El Cronopio y el cuervo: historia de una traducción entrañable.



En el año de 1956, aparecen publicadas por la Universidad de Puerto Rico, en colaboración con la Revista de Occidente, las Obras en prosa. Cuentos de Edgar Allan Poe, traducidas por el escritor argentino Julio Cortázar. Poe nace en año de 1809 y muere en 1849, por su parte, Cortázar nace en 1914 y muere en 1984. Son 175 años y un continente de diferencia, eso sin contar las diversas especificidades culturales, económicas e ideológicas entre este cronopio y ese cuervo.


Aun así, durante su viaje por Italia en 1953, Julio trabajó arduamente para traducir de manera completa la prosa del bostoniano sureño. Y como es sabido por la experiencia humana, que para amar algo, hay que conocerlo. Fue así que durante esos meses entre las carreteras, ciudades y los pueblos de la bota europea, Julio releyó (pues ya conocía a Poe), profundizó y reflexionó la obra de ese gigante de la literatura.


Es aquí donde creemos (y digo creemos, porque los espectros y demonios que habitan en este lugar de sombras, toman parte en esta columna) que surgió -o se fortaleció, tal vez- ese profundo reconocimiento, identificación y comprensión que provoca degustar, y realmente comprender no solo los mecanismos de construcción literaria, la composición y los materiales, las influencias de un autor, sino adentrarse en su vida propia, en sus miserias y en sus destellos, en sus penas -tantas- y en sus felicidades, en ese camino lleno de vicisitudes que afrontó con valentía y rabia, y que al final, le ganó la partida.

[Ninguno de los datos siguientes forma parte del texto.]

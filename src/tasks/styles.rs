mod prefix;

use std::fs;
use std::time::Instant;

use camino::{Utf8Path, Utf8PathBuf};
use rayon::prelude::*;

use crate::config::OutputStyle;
use crate::core::{Environment, TaskContext, as_overhead, relative};
use crate::engine::Task;
use crate::error::StyleError;
use crate::io::{glob_files, write};

/// Compiles the entry stylesheets with `grass`.
pub struct CompileStyles;

impl CompileStyles {
    /// Compile every entry stylesheet, returning the written files.
    ///
    /// In watch mode a stylesheet which fails to compile is logged and
    /// skipped, otherwise the first error aborts the run.
    pub fn run(&self, env: &Environment) -> Result<Vec<Utf8PathBuf>, StyleError> {
        let options = &env.profile.styles;
        let entries = glob_files::<StyleError>(&env.source_dir(), &options.entry)?;

        let load_paths: Vec<Utf8PathBuf> = options
            .include_paths
            .iter()
            .map(|path| env.root.join(path))
            .collect();

        let target = env.output_dir().join(&env.profile.paths.styles);

        let results: Vec<Result<Vec<Utf8PathBuf>, StyleError>> = entries
            .par_iter()
            .map(|entry| {
                let written = compile(env, entry, &load_paths, &target);
                match written {
                    Err(StyleError::Sass(path, e)) if env.is_watching() => {
                        tracing::error!("{path}:\n{e}");
                        Ok(vec![])
                    }
                    other => other,
                }
            })
            .collect();

        let mut written = Vec::new();
        for result in results {
            written.extend(result?);
        }

        Ok(written)
    }
}

fn render(
    entry: &Utf8Path,
    load_paths: &[Utf8PathBuf],
    style: OutputStyle,
    add_prefixes: bool,
) -> Result<String, StyleError> {
    let options = grass::Options::default()
        .style(style.into())
        .load_paths(load_paths);

    let css = grass::from_path(entry, &options) //
        .map_err(|e| StyleError::Sass(entry.to_string(), e))?;

    if add_prefixes {
        return Ok(prefix::prefix(&css));
    }

    Ok(css)
}

fn compile(
    env: &Environment,
    entry: &Utf8Path,
    load_paths: &[Utf8PathBuf],
    target: &Utf8Path,
) -> Result<Vec<Utf8PathBuf>, StyleError> {
    let options = &env.profile.styles;
    let stem = entry.file_stem().unwrap_or("style");

    let path = target.join(format!("{stem}.css"));
    let css = render(entry, load_paths, options.output_style, options.prefix)?;
    write(&path, css)?;

    let mut written = vec![path];

    if options.minify {
        let name = format!("{stem}.min.css");
        let css = render(entry, load_paths, OutputStyle::Compressed, options.prefix)?;
        let css = format!("{css}\n/*# sourceMappingURL={name}.map */\n");

        let map = source_map(&name, &relative(entry, &env.root), &fs::read_to_string(entry)?)?;

        let path = target.join(&name);
        write(&path, css)?;
        written.push(path);

        let path = target.join(format!("{name}.map"));
        write(&path, map)?;
        written.push(path);
    }

    Ok(written)
}

/// A version 3 source map pointing back at the entry file. The compiler
/// does not report positions, so `mappings` stays empty.
fn source_map(file: &str, source: &Utf8Path, content: &str) -> Result<String, StyleError> {
    let map = serde_json::json!({
        "version": 3,
        "file": file,
        "sources": [source],
        "sourcesContent": [content],
        "names": [],
        "mappings": "",
    });

    Ok(serde_json::to_string(&map)?)
}

impl Task for CompileStyles {
    fn name(&self) -> &'static str {
        "compile-styles"
    }

    fn execute(&self, context: &TaskContext) -> anyhow::Result<()> {
        let start = Instant::now();
        let written = self.run(context.env)?;
        tracing::info!("compiled {} stylesheets {}", written.len(), as_overhead(start));
        Ok(())
    }

    fn watched(&self, env: &Environment) -> Vec<String> {
        vec![
            env.profile
                .paths
                .source
                .join(&env.profile.styles.watch)
                .into_string(),
        ]
    }
}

En una entrevista que la escritora mexicana Elena Poniatowska le hizo a Cortázar en la Revista Plural, La vuelta a Julio Cortázar en (cerca de) 80 preguntas, publicada en mayo de 1975, le pregunta: “¿Hiciste cuentos por seguir a Borges? ¿Gracias a su influencia?”, a lo que Julio respondió: “Más bien los escribí por Poe”. Nos parece que uno de los elementos -no el único- de identificación más importantes que tuvo Cortázar al estudiar la vida y obra de Poe, fue el profundo efecto de una niñez muy triste, cosa que compartieron en mundos muy distintos, y sin embargo, tan iguales.

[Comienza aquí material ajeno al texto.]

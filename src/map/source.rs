//! Where the GeoJSON document of a map comes from.

use std::future::Future;
use std::io;

use camino::Utf8PathBuf;

use crate::error::FetchError;

/// A raw answer to a fetch, before the status is checked.
#[derive(Debug, Clone, PartialEq, Eq)]
pub struct Response {
    pub status: u16,
    pub body: String,
}

pub trait GeoJsonSource {
    fn fetch(&self, url: &str) -> impl Future<Output = Result<Response, FetchError>> + Send;
}

/// Serves documents from a directory, usually the build output.
#[derive(Debug, Clone)]
pub struct FileSource {
    root: Utf8PathBuf,
}

impl FileSource {
    pub fn new(root: impl Into<Utf8PathBuf>) -> Self {
        Self { root: root.into() }
    }
}

impl GeoJsonSource for FileSource {
    async fn fetch(&self, url: &str) -> Result<Response, FetchError> {
        let path = url.split(['?', '#']).next().unwrap_or(url);
        let path = self.root.join(path.trim_start_matches('/'));

        match std::fs::read_to_string(&path) {
            Ok(body) => Ok(Response { status: 200, body }),
            Err(e) if e.kind() == io::ErrorKind::NotFound => Ok(Response {
                status: 404,
                body: String::new(),
            }),
            Err(e) => Err(FetchError::Network(e.to_string())),
        }
    }
}

/// Fetches documents over HTTP.
#[cfg(feature = "http")]
#[derive(Debug, Clone, Default)]
pub struct HttpSource {
    client: reqwest::Client,
}

#[cfg(feature = "http")]
impl HttpSource {
    pub fn new(client: reqwest::Client) -> Self {
        Self { client }
    }
}

#[cfg(feature = "http")]
impl GeoJsonSource for HttpSource {
    async fn fetch(&self, url: &str) -> Result<Response, FetchError> {
        let response = self
            .client
            .get(url)
            .send()
            .await
            .map_err(|e| FetchError::Network(e.to_string()))?;

        let status = response.status().as_u16();
        let body = response
            .text()
            .await
            .map_err(|e| FetchError::Network(e.to_string()))?;

        Ok(Response { status, body })
    }
}
use std::{net::SocketAddr, thread};

use axum::Router;
use camino::Utf8PathBuf;
use console::style;
use tower_http::services::ServeDir;
use tracing::info;

pub fn start(root: Utf8PathBuf, port: u16) -> thread::JoinHandle<Result<(), anyhow::Error>> {
    info!(url = %style(format!("http://localhost:{port}/")).yellow(), %root, "starting a HTTP server");

    thread::spawn(move || {
        tokio::runtime::Builder::new_current_thread()
            .enable_all()
            .build()?
            .block_on(serve(root, port))
    })
}

async fn serve(root: Utf8PathBuf, port: u16) -> Result<(), anyhow::Error> {
    let address = SocketAddr::from(([127, 0, 0, 1], port));
    let address = tokio::net::TcpListener::bind(address).await?;

    let router = Router::new()
        // the output directory of the active profile
        .fallback_service(ServeDir::new(root.as_std_path()));

    axum::serve(address, router).await?;

    Ok(())
}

Edgar Allan Poe pasó su primera etapa como un bebé entre bastidores y ensayos teatrales, ya que sus padres, Elizabeth Arnold Poe y David Poe eran actores. Como bien lo apunta Thomas Ollive Mabbot -tal vez la máxima autoridad en el estudio académico de Poe- y el mismo Cortázar, los vestuarios, máscaras y diálogos apasionados del teatro debieron tener una nula influencia en el cuervo, ya que ambos padres murieron junto con el ambiente de la actuación cuando él tenía apenas 3 años. Sus hermanos fueron separados y él quedó bajo el resguardo de una familia de Richmond, Virginia. John Allan era un comerciante escocés, que bajo la presión constante de su esposa Frances, hizo de protector de Poe. La realidad es que en sus años de infancia le proporcionó una educación de calidad, más no así, afecto y comprensión. Frances sería en esa etapa la única persona que le hacía sentir al cuervo el amor de unos padres que perdió a tan temprana edad. El cuervo adoraría a Frances hasta su muerte. John Allan siempre sintió como una pesada carga la protección que, forzadamente por Frances, extendía a Poe. Allan tenía hijos naturales y secretamente los mantenía, así que cuando muere su esposa, pudo irse distanciando poco a poco del cuervo, al cual nunca adoptó legalmente.


Hemos platicado algunas veces con el espectro de Poe, y nos ha contado con tristeza anécdotas sobre esa niñez solitaria, en donde solo el cariño de Frances lo hizo sentir que le importaba a alguien. Sin embargo, también nos relató la manera extraordinaria en que su nana (una negra esclava) le introdujo en las fenomenales historias de folk sureño, en las historia de fantasmas, vudú y diablos, y de cómo solía espiar a los capitanes de navíos que bebían en compañía de John Allan, contando aventuras marítimas tremendas… pero esa es otra historia.


El cronopio debió identificarse de alguna forma con el bostoniano sureño, ya que sobre su niñez relató: “Tuve una infancia en la que no fui feliz y esto me marcó muchísimo. De ahí mi interés en los niños, en el mundo de los niños. Es mi fijación. Soy un hombre que ama mucho a los niños. Creo que soy muy infantil en ese sentido de que no acepto la realidad. A los niños les cuento cosas fantásticas e inmediatamente establezco una buena relación con ellos, muy buena”. Nos imaginamos que hubiera sido si en un mundo paralelo, John Allan hubiera sido Julio Cortázar, ¡cómo se hubieran amado esos dos!, padre e hijo, pero en el universo en el que nos encontramos atrapados, John Allan fue un protector alejado y frío, y Julio fue un hombre sin hijos.


En defensa de John Allan -del cual también hemos entrevistado a su fantasma- debemos decir que siempre intentó llevar a Poe por el camino de una carrera que le solucionara sus problemas económicos, y que la terrible diferencia de caracteres (uno comerciante, el otro poeta, ¡válgame Dios!), no ayudó mucho a conciliar a estos espíritus tan diferentes.


Cuál sería la gran decepción de un niñito huérfano al irse dando cuenta de que no pertenece a ningún lado, que es una especie de “arrimado”. Cortázar lo respondería casi 200 años después: “Una de mis primeras angustias fue el descubrimiento de la traición, yo tenía fe en los que me rodeaban, el descubrimiento de los aspectos negativos de la vida fue terrible”.